Стихи, как уже, очевидно, догадались, Блока. Но черты француженки прелестной - это уже как бы и мое достояние. Не все прелестные француженки Блоку достались; кинематограф или синема после Блока самую-то силу и набрал. И мы кое-что посмотрели, причем в местах как бы и не самых злачных - в Советском Союзе. Нет, жизнь нас всё-таки не совсем обошла! И почитывали, и посматривали кое-что. Имели представление о мировой культуре, в ее прогрессивных, на социалистическую перспективу развернутых тенденциях. А, оказавшись на Западе, увидели, что такие тенденции тут главные и есть! Ну не показали нам, скажем, "Гибель Богов" Висконти - так и небольшая потеря: штурмовики Рёма переоделись в женское исподнее, а эсэсовцы их за это расстреляли. Потом еще был Достоевский: любимый актер мастера (красивенький немчик по фамилии вроде бы Бургольц) растлил девочку по-ставрогински, а потом и собственную мамашу изнасиловал. Это всё изображало моральный и социальный крах крупного капитала. Работа той же команды "Семейный портрет в интерьере", виденная в России, была хоть скучновата, но ей богу лучше.
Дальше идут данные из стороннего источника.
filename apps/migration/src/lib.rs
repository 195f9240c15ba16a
//! Schema migrations for the blog content store.

pub use sea_orm_migration::prelude::*;

mod m20240101_000001_create_blog_tables;

pub struct Migrator;

#[async_trait::async_trait]
impl MigratorTrait for Migrator {
    fn migrations() -> Vec<Box<dyn MigrationTrait>> {
        vec![Box::new(m20240101_000001_create_blog_tables::Migration)]
    }
}
//! # Blog Core
//!
//! The domain layer of the blog.
//! Entities, the ports infrastructure must implement, form validation and the
//! per-route view functions. Nothing in here talks to a database or a socket.

pub mod domain;
pub mod error;
pub mod forms;
pub mod pagination;
pub mod ports;
pub mod views;

pub use error::DomainError;
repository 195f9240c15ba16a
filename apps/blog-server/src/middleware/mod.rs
//! Middleware modules.

pub mod error;
//! SeaORM entities for the blog schema.

pub mod author;
pub mod comment;
pub mod post;
pub mod post_tag;
pub mod tag;
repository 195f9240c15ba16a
//! Domain entities - the core business objects.

mod author;
mod comment;
mod post;
mod tag;

pub use author::Author;
pub use comment::Comment;
pub use post::{Post, PostStatus};
pub use tag::Tag;
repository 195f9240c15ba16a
//! Page-number pagination for post listings.

use serde::Serialize;

use crate::error::DomainError;

/// Posts shown per listing page.
pub const POSTS_PER_PAGE: u64 = 3;

/// One page of a paginated sequence.
#[derive(Debug, Clone, PartialEq, Serialize)]
pub struct Page<T> {
    pub items: Vec<T>,
    pub number: u64,
    pub num_pages: u64,
    pub total_items: u64,
    pub has_previous: bool,
    pub has_next: bool,
}

impl<T> Page<T> {
    pub fn new(items: Vec<T>, number: u64, num_pages: u64, total_items: u64) -> Self {
        Self {
            items,
            number,
            num_pages,
            total_items,
            has_previous: number > 1,
            has_next: number < num_pages,
        }
    }
}

/// Number of pages needed for `total` items. An empty listing has one page.
pub fn num_pages(total: u64, per_page: u64) -> u64 {
    total.div_ceil(per_page).max(1)
}

/// Resolve the raw `page` parameter to a 1-based page number.
///
/// Accepts a positive integer or `last`. Anything else, or a page past the
/// end, is NotFound.
pub fn resolve_page(raw: Option<&str>, total: u64, per_page: u64) -> Result<u64, DomainError> {
    let last = num_pages(total, per_page);
    let number = match raw.map(str::trim) {
        None | Some("") => 1,
        Some("last") => last,
        Some(value) => value
            .parse::<u64>()
            .map_err(|_| DomainError::not_found("page", value))?,
    };

    if number == 0 || number > last {
        return Err(DomainError::not_found("page", number));
    }
    Ok(number)
}

/// Offset of the first item on page `number`.
pub fn offset(number: u64, per_page: u64) -> u64 {
    (number - 1) * per_page
}

#[cfg(test)]
mod tests {
    use super::*;

    #[test]
    fn test_default_page() {
        assert_eq!(resolve_page(None, 10, 3).unwrap(), 1);
        assert_eq!(resolve_page(Some(""), 10, 3).unwrap(), 1);
    }

    #[test]
    fn test_last_page() {
        assert_eq!(resolve_page(Some("last"), 10, 3).unwrap(), 4);
        assert_eq!(resolve_page(Some("last"), 0, 3).unwrap(), 1);
    }

    #[test]
    fn test_empty_listing_has_one_page() {
        assert_eq!(resolve_page(Some("1"), 0, 3).unwrap(), 1);
        assert!(resolve_page(Some("2"), 0, 3).unwrap_err().is_not_found());
    }

    #[test]
    fn test_out_of_range_is_not_found() {
        assert!(resolve_page(Some("5"), 10, 3).unwrap_err().is_not_found());
        assert!(resolve_page(Some("0"), 10, 3).unwrap_err().is_not_found());
        assert!(resolve_page(Some("abc"), 10, 3).unwrap_err().is_not_found());
        assert!(resolve_page(Some("-1"), 10, 3).unwrap_err().is_not_found());
    }

    #[test]
    fn test_page_flags() {
        let page = Page::new(vec![1, 2, 3], 2, 3, 9);
        assert!(page.has_previous);
        assert!(page.has_next);
        assert_eq!(offset(2, 3), 3);
    }
}
use sea_orm_migration::prelude::*;

#[derive(DeriveMigrationName)]
pub struct Migration;

#[async_trait::async_trait]
impl MigrationTrait for Migration {
    async fn up(&self, manager: &SchemaManager) -> Result<(), DbErr> {
        tracing::info!("Creating blog tables");

        manager
            .create_table(
                Table::create()
                    .table(Authors::Table)
                    .if_not_exists()
                    .col(
                        ColumnDef::new(Authors::Id)
                            .big_integer()
                            .not_null()
                            .auto_increment()
                            .primary_key(),
                    )
                    .col(ColumnDef::new(Authors::Username).string_len(150).not_null().unique_key())
                    .to_owned(),
            )
            .await?;

        manager
            .create_table(
                Table::create()
                    .table(Posts::Table)
                    .if_not_exists()
                    .col(
                        ColumnDef::new(Posts::Id)
                            .big_integer()
                            .not_null()
                            .auto_increment()
                            .primary_key(),
                    )
                    .col(ColumnDef::new(Posts::Title).string_len(250).not_null())
                    .col(ColumnDef::new(Posts::Slug).string_len(250).not_null())
                    .col(ColumnDef::new(Posts::AuthorId).big_integer().not_null())
                    .col(ColumnDef::new(Posts::Body).text().not_null())
                    .col(
                        ColumnDef::new(Posts::Publish)
                            .timestamp_with_time_zone()
                            .not_null()
                            .default(Expr::current_timestamp()),
                    )
                    .col(
                        ColumnDef::new(Posts::CreatedAt)
                            .timestamp_with_time_zone()
                            .not_null()
                            .default(Expr::current_timestamp()),
                    )
                    .col(
                        ColumnDef::new(Posts::UpdatedAt)
                            .timestamp_with_time_zone()
                            .not_null()
                            .default(Expr::current_timestamp()),
                    )
                    .col(
                        ColumnDef::new(Posts::Status)
                            .string_len(10)
                            .not_null()
                            .default("draft"),
                    )
                    .foreign_key(
                        ForeignKey::create()
                            .name("fk_posts_author")
                            .from(Posts::Table, Posts::AuthorId)
                            .to(Authors::Table, Authors::Id)
                            .on_delete(ForeignKeyAction::Cascade)
                            .on_update(ForeignKeyAction::Cascade),
                    )
                    .to_owned(),
            )
            .await?;

        manager
            .create_index(
                Index::create()
                    .name("idx_posts_publish")
                    .table(Posts::Table)
                    .col(Posts::Publish)
                    .to_owned(),
            )
            .await?;

        manager
            .create_table(
                Table::create()
                    .table(Tags::Table)
                    .if_not_exists()
                    .col(
                        ColumnDef::new(Tags::Id)
                            .big_integer()
                            .not_null()
                            .auto_increment()
                            .primary_key(),
                    )
                    .col(ColumnDef::new(Tags::Name).string_len(100).not_null())
                    .col(ColumnDef::new(Tags::Slug).string_len(100).not_null().unique_key())
                    .to_owned(),
            )
            .await?;

        manager
            .create_table(
                Table::create()
                    .table(PostTags::Table)
                    .if_not_exists()
                    .col(ColumnDef::new(PostTags::PostId).big_integer().not_null())
                    .col(ColumnDef::new(PostTags::TagId).big_integer().not_null())
                    .primary_key(Index::create().col(PostTags::PostId).col(PostTags::TagId))
                    .foreign_key(
                        ForeignKey::create()
                            .name("fk_post_tags_post")
                            .from(PostTags::Table, PostTags::PostId)
                            .to(Posts::Table, Posts::Id)
                            .on_delete(ForeignKeyAction::Cascade)
                            .on_update(ForeignKeyAction::Cascade),
                    )
                    .foreign_key(
                        ForeignKey::create()
                            .name("fk_post_tags_tag")
                            .from(PostTags::Table, PostTags::TagId)
                            .to(Tags::Table, Tags::Id)
                            .on_delete(ForeignKeyAction::Cascade)
                            .on_update(ForeignKeyAction::Cascade),
                    )
                    .to_owned(),
            )
            .await?;

        manager
            .create_table(
                Table::create()
                    .table(Comments::Table)
                    .if_not_exists()
                    .col(
                        ColumnDef::new(Comments::Id)
                            .big_integer()
                            .not_null()
                            .auto_increment()
                            .primary_key(),
                    )
                    .col(ColumnDef::new(Comments::PostId).big_integer().not_null())
                    .col(ColumnDef::new(Comments::Name).string_len(80).not_null())
                    .col(ColumnDef::new(Comments::Email).string_len(254).not_null())
                    .col(ColumnDef::new(Comments::Body).text().not_null())
                    .col(
                        ColumnDef::new(Comments::Active)
                            .boolean()
                            .not_null()
                            .default(true),
                    )
                    .col(
                        ColumnDef::new(Comments::CreatedAt)
                            .timestamp_with_time_zone()
                            .not_null()
                            .default(Expr::current_timestamp()),
                    )
                    .col(
                        ColumnDef::new(Comments::UpdatedAt)
                            .timestamp_with_time_zone()
                            .not_null()
                            .default(Expr::current_timestamp()),
                    )
                    .foreign_key(
                        ForeignKey::create()
                            .name("fk_comments_post")
                            .from(Comments::Table, Comments::PostId)
                            .to(Posts::Table, Posts::Id)
                            .on_delete(ForeignKeyAction::Cascade)
                            .on_update(ForeignKeyAction::Cascade),
                    )
                    .to_owned(),
            )
            .await?;

        manager
            .create_index(
                Index::create()
                    .name("idx_comments_created_at")
                    .table(Comments::Table)
                    .col(Comments::CreatedAt)
                    .to_owned(),
            )
            .await
    }

    async fn down(&self, manager: &SchemaManager) -> Result<(), DbErr> {
        for table in [
            Comments::Table.into_iden(),
            PostTags::Table.into_iden(),
            Tags::Table.into_iden(),
            Posts::Table.into_iden(),
            Authors::Table.into_iden(),
        ] {
            manager
                .drop_table(Table::drop().table(table).if_exists().to_owned())
                .await?;
        }
        Ok(())
    }
}

#[derive(DeriveIden)]
enum Authors {
    Table,
    Id,
    Username,
}

#[derive(DeriveIden)]
enum Posts {
    Table,
    Id,
    Title,
    Slug,
    AuthorId,
    Body,
    Publish,
    CreatedAt,
    UpdatedAt,
    Status,
}

#[derive(DeriveIden)]
enum Tags {
    Table,
    Id,
    Name,
    Slug,
}

#[derive(DeriveIden)]
enum PostTags {
    Table,
    PostId,
    TagId,
}

#[derive(DeriveIden)]
enum Comments {
    Table,
    Id,
    PostId,
    Name,
    Email,
    Body,
    Active,
    CreatedAt,
    UpdatedAt,
}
Сюрпризы и ностальгии появляются там, где их ждешь меньше всего. Приезжаю к сыну на День Благодарения, а он говорит: "Давай посмотрим фильм, что мы в совке видели - я "ди-ви-ди" купил". И вот уж радость-то была! Фильм оказался - "Великолепный" с Бельмондо, шедший в СССР году в 74-м. Это тогда уже пошли пародии на Бонда - не только английские с Кобурном (что-то из серии "Ройал Отель"), но вот и французская. Та же техника пародийного комикса, но вместо завлекательных мировых отелей - Париж во всей красе. Впрочем, была Мексика и брюнетки, танцующие какую-то мамбу. Ну и главное, главное, заставившее сладострастно застонать: в этом простеньком пародийном боевичке оказалась играющей совсем молоденькая и тем более очаровательная Жаклин Биссет! А я-то и не знал ее в совдепии, не обратил на нее внимания!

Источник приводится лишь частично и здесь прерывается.